**Task prompt**
Every entry in the listing below has to be transcribed exactly.

**Information given**
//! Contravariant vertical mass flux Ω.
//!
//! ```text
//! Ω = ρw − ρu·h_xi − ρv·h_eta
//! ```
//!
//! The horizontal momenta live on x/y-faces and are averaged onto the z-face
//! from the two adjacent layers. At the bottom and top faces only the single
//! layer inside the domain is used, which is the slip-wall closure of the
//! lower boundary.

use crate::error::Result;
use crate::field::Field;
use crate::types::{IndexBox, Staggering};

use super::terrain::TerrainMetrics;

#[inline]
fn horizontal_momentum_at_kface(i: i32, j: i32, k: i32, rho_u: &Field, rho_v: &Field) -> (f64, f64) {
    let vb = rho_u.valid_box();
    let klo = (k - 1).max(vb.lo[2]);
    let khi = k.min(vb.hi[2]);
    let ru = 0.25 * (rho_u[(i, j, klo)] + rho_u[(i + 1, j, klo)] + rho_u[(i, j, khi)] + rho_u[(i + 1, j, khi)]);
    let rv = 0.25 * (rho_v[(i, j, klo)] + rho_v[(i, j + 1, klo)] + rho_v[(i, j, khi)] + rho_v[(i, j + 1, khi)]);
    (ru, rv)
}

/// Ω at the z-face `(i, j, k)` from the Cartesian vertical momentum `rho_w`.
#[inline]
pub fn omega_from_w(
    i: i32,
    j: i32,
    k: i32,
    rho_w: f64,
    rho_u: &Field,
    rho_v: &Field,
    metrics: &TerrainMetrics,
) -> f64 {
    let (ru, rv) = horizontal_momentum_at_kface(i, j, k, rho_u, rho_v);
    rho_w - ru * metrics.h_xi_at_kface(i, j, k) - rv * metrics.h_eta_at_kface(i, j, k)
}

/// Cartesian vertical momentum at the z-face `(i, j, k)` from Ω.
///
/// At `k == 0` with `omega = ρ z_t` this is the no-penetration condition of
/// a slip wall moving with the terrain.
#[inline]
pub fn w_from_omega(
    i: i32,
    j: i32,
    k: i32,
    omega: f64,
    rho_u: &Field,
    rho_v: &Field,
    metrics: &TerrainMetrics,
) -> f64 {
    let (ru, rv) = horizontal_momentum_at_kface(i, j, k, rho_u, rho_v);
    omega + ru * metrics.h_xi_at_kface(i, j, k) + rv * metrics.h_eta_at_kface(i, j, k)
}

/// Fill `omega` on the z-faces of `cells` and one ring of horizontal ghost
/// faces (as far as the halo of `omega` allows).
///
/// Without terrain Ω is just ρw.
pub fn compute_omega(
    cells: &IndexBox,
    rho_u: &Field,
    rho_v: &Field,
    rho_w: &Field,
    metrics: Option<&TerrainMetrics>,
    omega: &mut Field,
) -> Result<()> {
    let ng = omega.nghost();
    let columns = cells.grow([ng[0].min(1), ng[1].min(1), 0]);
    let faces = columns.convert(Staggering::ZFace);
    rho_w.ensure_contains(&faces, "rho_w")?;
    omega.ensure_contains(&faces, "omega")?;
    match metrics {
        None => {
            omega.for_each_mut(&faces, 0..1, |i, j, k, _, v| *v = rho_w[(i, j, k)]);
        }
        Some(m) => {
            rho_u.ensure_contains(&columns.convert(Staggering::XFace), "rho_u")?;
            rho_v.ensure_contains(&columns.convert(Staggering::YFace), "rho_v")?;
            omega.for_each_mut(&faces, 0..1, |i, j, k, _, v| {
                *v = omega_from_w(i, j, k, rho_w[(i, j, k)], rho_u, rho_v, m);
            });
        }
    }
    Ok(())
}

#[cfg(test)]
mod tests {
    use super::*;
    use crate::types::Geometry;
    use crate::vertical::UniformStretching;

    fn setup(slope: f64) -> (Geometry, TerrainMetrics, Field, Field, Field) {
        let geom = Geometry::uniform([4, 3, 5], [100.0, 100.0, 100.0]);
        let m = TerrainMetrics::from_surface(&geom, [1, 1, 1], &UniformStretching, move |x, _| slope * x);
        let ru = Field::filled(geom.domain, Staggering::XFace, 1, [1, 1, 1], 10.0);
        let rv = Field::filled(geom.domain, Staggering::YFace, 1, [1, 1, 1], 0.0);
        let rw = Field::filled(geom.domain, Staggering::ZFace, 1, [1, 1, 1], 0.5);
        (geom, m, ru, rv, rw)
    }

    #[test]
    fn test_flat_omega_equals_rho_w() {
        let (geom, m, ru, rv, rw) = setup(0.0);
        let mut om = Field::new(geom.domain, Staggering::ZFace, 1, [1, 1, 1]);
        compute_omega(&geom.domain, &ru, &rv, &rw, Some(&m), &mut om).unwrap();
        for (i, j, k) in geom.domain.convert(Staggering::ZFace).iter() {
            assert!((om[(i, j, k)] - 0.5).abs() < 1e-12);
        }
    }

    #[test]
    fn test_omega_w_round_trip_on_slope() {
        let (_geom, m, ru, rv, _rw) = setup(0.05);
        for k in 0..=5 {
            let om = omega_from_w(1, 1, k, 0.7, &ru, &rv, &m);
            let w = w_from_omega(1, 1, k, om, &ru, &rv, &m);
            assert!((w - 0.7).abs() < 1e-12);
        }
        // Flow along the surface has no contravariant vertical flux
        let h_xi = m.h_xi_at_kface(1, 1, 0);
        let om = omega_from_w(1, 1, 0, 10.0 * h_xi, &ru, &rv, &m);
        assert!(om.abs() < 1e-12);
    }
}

**Finished task**
//! Contravariant vertical mass flux Ω.
//!
//! ```text
//! Ω = ρw − ρu·h_xi − ρv·h_eta
//! ```
//!
//! The horizontal momenta live on x/y-faces and are averaged onto the z-face
//! from the two adjacent layers. At the bottom and top faces only the single
//! layer inside the domain is used, which is the slip-wall closure of the
//! lower boundary.

use crate::error::Result;
use crate::field::Field;
use crate::types::{IndexBox, Staggering};

use super::terrain::TerrainMetrics;

#[inline]
fn horizontal_momentum_at_kface(i: i32, j: i32, k: i32, rho_u: &Field, rho_v: &Field) -> (f64, f64) {
    let vb = rho_u.valid_box();
    let klo = (k - 1).max(vb.lo[2]);
    let khi = k.min(vb.hi[2]);
    let ru = 0.25 * (rho_u[(i, j, klo)] + rho_u[(i + 1, j, klo)] + rho_u[(i, j, khi)] + rho_u[(i + 1, j, khi)]);
    let rv = 0.25 * (rho_v[(i, j, klo)] + rho_v[(i, j + 1, klo)] + rho_v[(i, j, khi)] + rho_v[(i, j + 1, khi)]);
    (ru, rv)
}

/// Ω at the z-face `(i, j, k)` from the Cartesian vertical momentum `rho_w`.
#[inline]
pub fn omega_from_w(
    i: i32,
    j: i32,
    k: i32,
    rho_w: f64,
    rho_u: &Field,
    rho_v: &Field,
    metrics: &TerrainMetrics,
) -> f64 {
    let (ru, rv) = horizontal_momentum_at_kface(i, j, k, rho_u, rho_v);
    rho_w - ru * metrics.h_xi_at_kface(i, j, k) - rv * metrics.h_eta_at_kface(i, j, k)
}

/// Cartesian vertical momentum at the z-face `(i, j, k)` from Ω.
///
/// At `k == 0` with `omega = ρ z_t` this is the no-penetration condition of
/// a slip wall moving with the terrain.
#[inline]
pub fn w_from_omega(
    i: i32,
    j: i32,
    k: i32,
    omega: f64,
    rho_u: &Field,
    rho_v: &Field,
    metrics: &TerrainMetrics,
) -> f64 {
    let (ru, rv) = horizontal_momentum_at_kface(i, j, k, rho_u, rho_v);
    omega + ru * metrics.h_xi_at_kface(i, j, k) + rv * metrics.h_eta_at_kface(i, j, k)
}

/// Fill `omega` on the z-faces of `cells` and one ring of horizontal ghost
/// faces (as far as the halo of `omega` allows).
///
/// Without terrain Ω is just ρw.
pub fn compute_omega(
    cells: &IndexBox,
    rho_u: &Field,
    rho_v: &Field,
    rho_w: &Field,
    metrics: Option<&TerrainMetrics>,
    omega: &mut Field,
) -> Result<()> {
    let ng = omega.nghost();
    let columns = cells.grow([ng[0].min(1), ng[1].min(1), 0]);
    let faces = columns.convert(Staggering::ZFace);
    rho_w.ensure_contains(&faces, "rho_w")?;
    omega.ensure_contains(&faces, "omega")?;
    match metrics {
        None => {
            omega.for_each_mut(&faces, 0..1, |i, j, k, _, v| *v = rho_w[(i, j, k)]);
        }
        Some(m) => {
            rho_u.ensure_contains(&columns.convert(Staggering::XFace), "rho_u")?;
            rho_v.ensure_contains(&columns.convert(Staggering::YFace), "rho_v")?;
            omega.for_each_mut(&faces, 0..1, |i, j, k, _, v| {
                *v = omega_from_w(i, j, k, rho_w[(i, j, k)], rho_u, rho_v, m);
            });
        }
    }
    Ok(())
}

#[cfg(test)]
mod tests {
    use super::*;
    use crate::types::Geometry;
    use crate::vertical::UniformStretching;

    fn setup(slope: f64) -> (Geometry, TerrainMetrics, Field, Field, Field) {
        let geom = Geometry::uniform([4, 3, 5], [100.0, 100.0, 100.0]);
        let m = TerrainMetrics::from_surface(&geom, [1, 1, 1], &UniformStretching, move |x, _| slope * x);
        let ru = Field::filled(geom.domain, Staggering::XFace, 1, [1, 1, 1], 10.0);
        let rv = Field::filled(geom.domain, Staggering::YFace, 1, [1, 1, 1], 0.0);
        let rw = Field::filled(geom.domain, Staggering::ZFace, 1, [1, 1, 1], 0.5);
        (geom, m, ru, rv, rw)
    }

    #[test]
    fn test_flat_omega_equals_rho_w() {
        let (geom, m, ru, rv, rw) = setup(0.0);
        let mut om = Field::new(geom.domain, Staggering::ZFace, 1, [1, 1, 1]);
        compute_omega(&geom.domain, &ru, &rv, &rw, Some(&m), &mut om).unwrap();
        for (i, j, k) in geom.domain.convert(Staggering::ZFace).iter() {
            assert!((om[(i, j, k)] - 0.5).abs() < 1e-12);
        }
    }

    #[test]
    fn test_omega_w_round_trip_on_slope() {
        let (_geom, m, ru, rv, _rw) = setup(0.05);
        for k in 0..=5 {
            let om = omega_from_w(1, 1, k, 0.7, &ru, &rv, &m);
            let w = w_from_omega(1, 1, k, om, &ru, &rv, &m);
            assert!((w - 0.7).abs() < 1e-12);
        }
        // Flow along the surface has no contravariant vertical flux
        let h_xi = m.h_xi_at_kface(1, 1, 0);
        let om = omega_from_w(1, 1, 0, 10.0 * h_xi, &ru, &rv, &m);
        assert!(om.abs() < 1e-12);
    }
}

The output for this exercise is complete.